╭──
//! Auth routes: registration, cookie login/logout, and session check.

use axum::extract::State;
use axum::http::StatusCode;
use axum::routing::{get, post};
use axum::{Json, Router};
use axum_extra::extract::cookie::{Cookie, CookieJar};
use serde::{Deserialize, Serialize};
use utoipa::ToSchema;

use forum_common::id::{prefix, prefixed_ulid};

use crate::auth::middleware::AuthUser;
use crate::auth::session::{SESSION_COOKIE, SESSION_TTL};
use crate::error::{ApiError, ApiErrorBody, FieldError};
use crate::models::user::{NewUser, User};
use crate::AppState;

pub fn router() -> Router<AppState> {
    Router::new()
        .route("/register", post(register))
        .route("/login", post(login))
        .route("/logout", post(logout))
        .route("/session", get(session))
}

/// Public view of a user. Never carries the password hash.
#[derive(Debug, Serialize, ToSchema)]
pub struct UserResponse {
    pub id: String,
    pub nickname: String,
    pub email: String,
}

impl From<User> for UserResponse {
    fn from(user: User) -> Self {
        Self {
            id: user.id,
            nickname: user.nickname,
            email: user.email,
        }
    }
}

// ---------------------------------------------------------------------------
// POST /api/register
// ---------------------------------------------------------------------------

#[derive(Debug, Deserialize, ToSchema)]
pub struct RegisterRequest {
    pub nickname: String,
    pub email: String,
    pub password: String,
    pub first_name: Option<String>,
    pub last_name: Option<String>,
    pub age: Option<i32>,
    pub gender: Option<String>,
}

#[utoipa::path(
    post,
    path = "/api/register",
    tag = "Auth",
    request_body = RegisterRequest,
    responses(
        (status = 201, description = "User registered", body = UserResponse),
        (status = 400, description = "Validation failed", body = ApiErrorBody),
        (status = 409, description = "Nickname or email already taken", body = ApiErrorBody),
    ),
)]
pub async fn register(
    State(state): State<AppState>,
    Json(body): Json<RegisterRequest>,
) -> Result<(StatusCode, Json<UserResponse>), ApiError> {
    let mut errors: Vec<FieldError> = Vec::new();

    // Nickname: 2-32 chars, alphanumeric + _ . -
    let nickname = body.nickname.trim().to_string();
    if nickname.len() < 2 || nickname.len() > 32 {
        errors.push(FieldError {
            field: "nickname".into(),
            message: "Nickname must be 2-32 characters".into(),
        });
    } else if !nickname
        .chars()
        .all(|c| c.is_ascii_alphanumeric() || c == '_' || c == '.' || c == '-')
    {
        errors.push(FieldError {
            field: "nickname".into(),
            message: "Nickname may only contain letters, digits, underscores, dots, and hyphens"
                .into(),
        });
    }

    // Email: basic shape check.
    let email = body.email.trim().to_lowercase();
    if !email.contains('@') || email.len() < 3 {
        errors.push(FieldError {
            field: "email".into(),
            message: "Invalid email address".into(),
        });
    }

    if body.password.len() < 8 {
        errors.push(FieldError {
            field: "password".into(),
            message: "Password must be at least 8 characters".into(),
        });
    }

    if !errors.is_empty() {
        return Err(ApiError::validation(errors));
    }

    let password_hash = hash_password(&body.password)?;

    let user = state
        .users
        .create(NewUser {
            id: prefixed_ulid(prefix::USER),
            nickname,
            email,
            password_hash,
            first_name: body.first_name,
            last_name: body.last_name,
            age: body.age,
            gender: body.gender,
        })
        .await?;

    tracing::info!(user_id = %user.id, nickname = %user.nickname, "user registered");

    Ok((StatusCode::CREATED, Json(user.into())))
}

/// Hash a password using Argon2id with a random salt.
fn hash_password(password: &str) -> Result<String, ApiError> {
    use argon2::Argon2;
    use password_hash::rand_core::OsRng;
    use password_hash::{PasswordHasher, SaltString};

    let salt = SaltString::generate(&mut OsRng);
    let argon2 = Argon2::default();

    argon2
        .hash_password(password.as_bytes(), &salt)
        .map(|h| h.to_string())
        .map_err(|e| {
            tracing::error!(?e, "password hashing failed");
            ApiError::internal("Failed to process password")
        })
}

fn verify_password(password: &str, password_hash: &str) -> Result<(), ApiError> {
    use argon2::Argon2;
    use password_hash::{PasswordHash, PasswordVerifier};

    let parsed = PasswordHash::new(password_hash).map_err(|e| {
        tracing::error!(?e, "stored password hash is malformed");
        ApiError::internal("Failed to verify password")
    })?;

    Argon2::default()
        .verify_password(password.as_bytes(), &parsed)
        .map_err(|_| ApiError::unauthorized("Invalid credentials"))
}

// ---------------------------------------------------------------------------
// POST /api/login
// ---------------------------------------------------------------------------

#[derive(Debug, Deserialize, ToSchema)]
pub struct LoginRequest {
    /// Nickname or email.
    pub identifier: String,
    pub password: String,
}

#[utoipa::path(
    post,
    path = "/api/login",
    tag = "Auth",
    request_body = LoginRequest,
    responses(
        (status = 200, description = "Login successful; session cookie set", body = UserResponse),
        (status = 401, description = "Invalid credentials", body = ApiErrorBody),
    ),
)]
pub async fn login(
    State(state): State<AppState>,
    jar: CookieJar,
    Json(body): Json<LoginRequest>,
) -> Result<(CookieJar, Json<UserResponse>), ApiError> {
    let user = state
        .users
        .find_by_identifier(body.identifier.trim())
        .await?
        .ok_or_else(|| ApiError::unauthorized("Invalid credentials"))?;

    verify_password(&body.password, &user.password_hash)?;

    let token = state.sessions.create(&user.id);

    tracing::info!(user_id = %user.id, "session created");

    // The advertised max-age is the same TTL the session store enforces.
    let cookie = Cookie::build((SESSION_COOKIE, token))
        .http_only(true)
        .path("/")
        .max_age(time::Duration::seconds(SESSION_TTL.as_secs() as i64))
        .build();

    Ok((jar.add(cookie), Json(user.into())))
}

// ---------------------------------------------------------------------------
// POST /api/logout
// ---------------------------------------------------------------------------

#[utoipa::path(
    post,
    path = "/api/logout",
    tag = "Auth",
    responses((status = 204, description = "Session destroyed (idempotent)")),
)]
pub async fn logout(State(state): State<AppState>, jar: CookieJar) -> (CookieJar, StatusCode) {
    if let Some(cookie) = jar.get(SESSION_COOKIE) {
        state.sessions.destroy(cookie.value());
    }

    let jar = jar.remove(Cookie::build(SESSION_COOKIE).path("/").build());
    (jar, StatusCode::NO_CONTENT)
}

// ---------------------------------------------------------------------------
// GET /api/session
// ---------------------------------------------------------------------------

#[utoipa::path(
    get,
    path = "/api/session",
    tag = "Auth",
    responses(
        (status = 200, description = "Current user", body = UserResponse),
        (status = 401, description = "Missing or invalid session", body = ApiErrorBody),
    ),
)]
pub async fn session(
    AuthUser { user_id }: AuthUser,
    State(state): State<AppState>,
) -> Result<Json<UserResponse>, ApiError> {
    let user = state
        .users
        .get(&user_id)
        .await?
        .ok_or_else(|| ApiError::unauthorized("Session user no longer exists"))?;

    Ok(Json(user.into()))
}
╰──
# Assignment:
Reproduce the whole listing verbatim.

# Final answer:
//! Auth routes: registration, cookie login/logout, and session check.

use axum::extract::State;
use axum::http::StatusCode;
use axum::routing::{get, post};
use axum::{Json, Router};
use axum_extra::extract::cookie::{Cookie, CookieJar};
use serde::{Deserialize, Serialize};
use utoipa::ToSchema;

use forum_common::id::{prefix, prefixed_ulid};

use crate::auth::middleware::AuthUser;
use crate::auth::session::{SESSION_COOKIE, SESSION_TTL};
use crate::error::{ApiError, ApiErrorBody, FieldError};
use crate::models::user::{NewUser, User};
use crate::AppState;

pub fn router() -> Router<AppState> {
    Router::new()
        .route("/register", post(register))
        .route("/login", post(login))
        .route("/logout", post(logout))
        .route("/session", get(session))
}

/// Public view of a user. Never carries the password hash.
#[derive(Debug, Serialize, ToSchema)]
pub struct UserResponse {
    pub id: String,
    pub nickname: String,
    pub email: String,
}

impl From<User> for UserResponse {
    fn from(user: User) -> Self {
        Self {
            id: user.id,
            nickname: user.nickname,
            email: user.email,
        }
    }
}

// ---------------------------------------------------------------------------
// POST /api/register
// ---------------------------------------------------------------------------

#[derive(Debug, Deserialize, ToSchema)]
pub struct RegisterRequest {
    pub nickname: String,
    pub email: String,
    pub password: String,
    pub first_name: Option<String>,
    pub last_name: Option<String>,
    pub age: Option<i32>,
    pub gender: Option<String>,
}

#[utoipa::path(
    post,
    path = "/api/register",
    tag = "Auth",
    request_body = RegisterRequest,
    responses(
        (status = 201, description = "User registered", body = UserResponse),
        (status = 400, description = "Validation failed", body = ApiErrorBody),
        (status = 409, description = "Nickname or email already taken", body = ApiErrorBody),
    ),
)]
pub async fn register(
    State(state): State<AppState>,
    Json(body): Json<RegisterRequest>,
) -> Result<(StatusCode, Json<UserResponse>), ApiError> {
    let mut errors: Vec<FieldError> = Vec::new();

    // Nickname: 2-32 chars, alphanumeric + _ . -
    let nickname = body.nickname.trim().to_string();
    if nickname.len() < 2 || nickname.len() > 32 {
        errors.push(FieldError {
            field: "nickname".into(),
            message: "Nickname must be 2-32 characters".into(),
        });
    } else if !nickname
        .chars()
        .all(|c| c.is_ascii_alphanumeric() || c == '_' || c == '.' || c == '-')
    {
        errors.push(FieldError {
            field: "nickname".into(),
            message: "Nickname may only contain letters, digits, underscores, dots, and hyphens"
                .into(),
        });
    }

    // Email: basic shape check.
    let email = body.email.trim().to_lowercase();
    if !email.contains('@') || email.len() < 3 {
        errors.push(FieldError {
            field: "email".into(),
            message: "Invalid email address".into(),
        });
    }

    if body.password.len() < 8 {
        errors.push(FieldError {
            field: "password".into(),
            message: "Password must be at least 8 characters".into(),
        });
    }

    if !errors.is_empty() {
        return Err(ApiError::validation(errors));
    }

    let password_hash = hash_password(&body.password)?;

    let user = state
        .users
        .create(NewUser {
            id: prefixed_ulid(prefix::USER),
            nickname,
            email,
            password_hash,
            first_name: body.first_name,
            last_name: body.last_name,
            age: body.age,
            gender: body.gender,
        })
        .await?;

    tracing::info!(user_id = %user.id, nickname = %user.nickname, "user registered");

    Ok((StatusCode::CREATED, Json(user.into())))
}

/// Hash a password using Argon2id with a random salt.
fn hash_password(password: &str) -> Result<String, ApiError> {
    use argon2::Argon2;
    use password_hash::rand_core::OsRng;
    use password_hash::{PasswordHasher, SaltString};

    let salt = SaltString::generate(&mut OsRng);
    let argon2 = Argon2::default();

    argon2
        .hash_password(password.as_bytes(), &salt)
        .map(|h| h.to_string())
        .map_err(|e| {
            tracing::error!(?e, "password hashing failed");
            ApiError::internal("Failed to process password")
        })
}

fn verify_password(password: &str, password_hash: &str) -> Result<(), ApiError> {
    use argon2::Argon2;
    use password_hash::{PasswordHash, PasswordVerifier};

    let parsed = PasswordHash::new(password_hash).map_err(|e| {
        tracing::error!(?e, "stored password hash is malformed");
        ApiError::internal("Failed to verify password")
    })?;

    Argon2::default()
        .verify_password(password.as_bytes(), &parsed)
        .map_err(|_| ApiError::unauthorized("Invalid credentials"))
}

// ---------------------------------------------------------------------------
// POST /api/login
// ---------------------------------------------------------------------------

#[derive(Debug, Deserialize, ToSchema)]
pub struct LoginRequest {
    /// Nickname or email.
    pub identifier: String,
    pub password: String,
}

#[utoipa::path(
    post,
    path = "/api/login",
    tag = "Auth",
    request_body = LoginRequest,
    responses(
        (status = 200, description = "Login successful; session cookie set", body = UserResponse),
        (status = 401, description = "Invalid credentials", body = ApiErrorBody),
    ),
)]
pub async fn login(
    State(state): State<AppState>,
    jar: CookieJar,
    Json(body): Json<LoginRequest>,
) -> Result<(CookieJar, Json<UserResponse>), ApiError> {
    let user = state
        .users
        .find_by_identifier(body.identifier.trim())
        .await?
        .ok_or_else(|| ApiError::unauthorized("Invalid credentials"))?;

    verify_password(&body.password, &user.password_hash)?;

    let token = state.sessions.create(&user.id);

    tracing::info!(user_id = %user.id, "session created");

    // The advertised max-age is the same TTL the session store enforces.
    let cookie = Cookie::build((SESSION_COOKIE, token))
        .http_only(true)
        .path("/")
        .max_age(time::Duration::seconds(SESSION_TTL.as_secs() as i64))
        .build();

    Ok((jar.add(cookie), Json(user.into())))
}

// ---------------------------------------------------------------------------
// POST /api/logout
// ---------------------------------------------------------------------------

#[utoipa::path(
    post,
    path = "/api/logout",
    tag = "Auth",
    responses((status = 204, description = "Session destroyed (idempotent)")),
)]
pub async fn logout(State(state): State<AppState>, jar: CookieJar) -> (CookieJar, StatusCode) {
    if let Some(cookie) = jar.get(SESSION_COOKIE) {
        state.sessions.destroy(cookie.value());
    }

    let jar = jar.remove(Cookie::build(SESSION_COOKIE).path("/").build());
    (jar, StatusCode::NO_CONTENT)
}

// ---------------------------------------------------------------------------
// GET /api/session
// ---------------------------------------------------------------------------

#[utoipa::path(
    get,
    path = "/api/session",
    tag = "Auth",
    responses(
        (status = 200, description = "Current user", body = UserResponse),
        (status = 401, description = "Missing or invalid session", body = ApiErrorBody),
    ),
)]
pub async fn session(
    AuthUser { user_id }: AuthUser,
    State(state): State<AppState>,
) -> Result<Json<UserResponse>, ApiError> {
    let user = state
        .users
        .get(&user_id)
        .await?
        .ok_or_else(|| ApiError::unauthorized("Session user no longer exists"))?;

    Ok(Json(user.into()))
}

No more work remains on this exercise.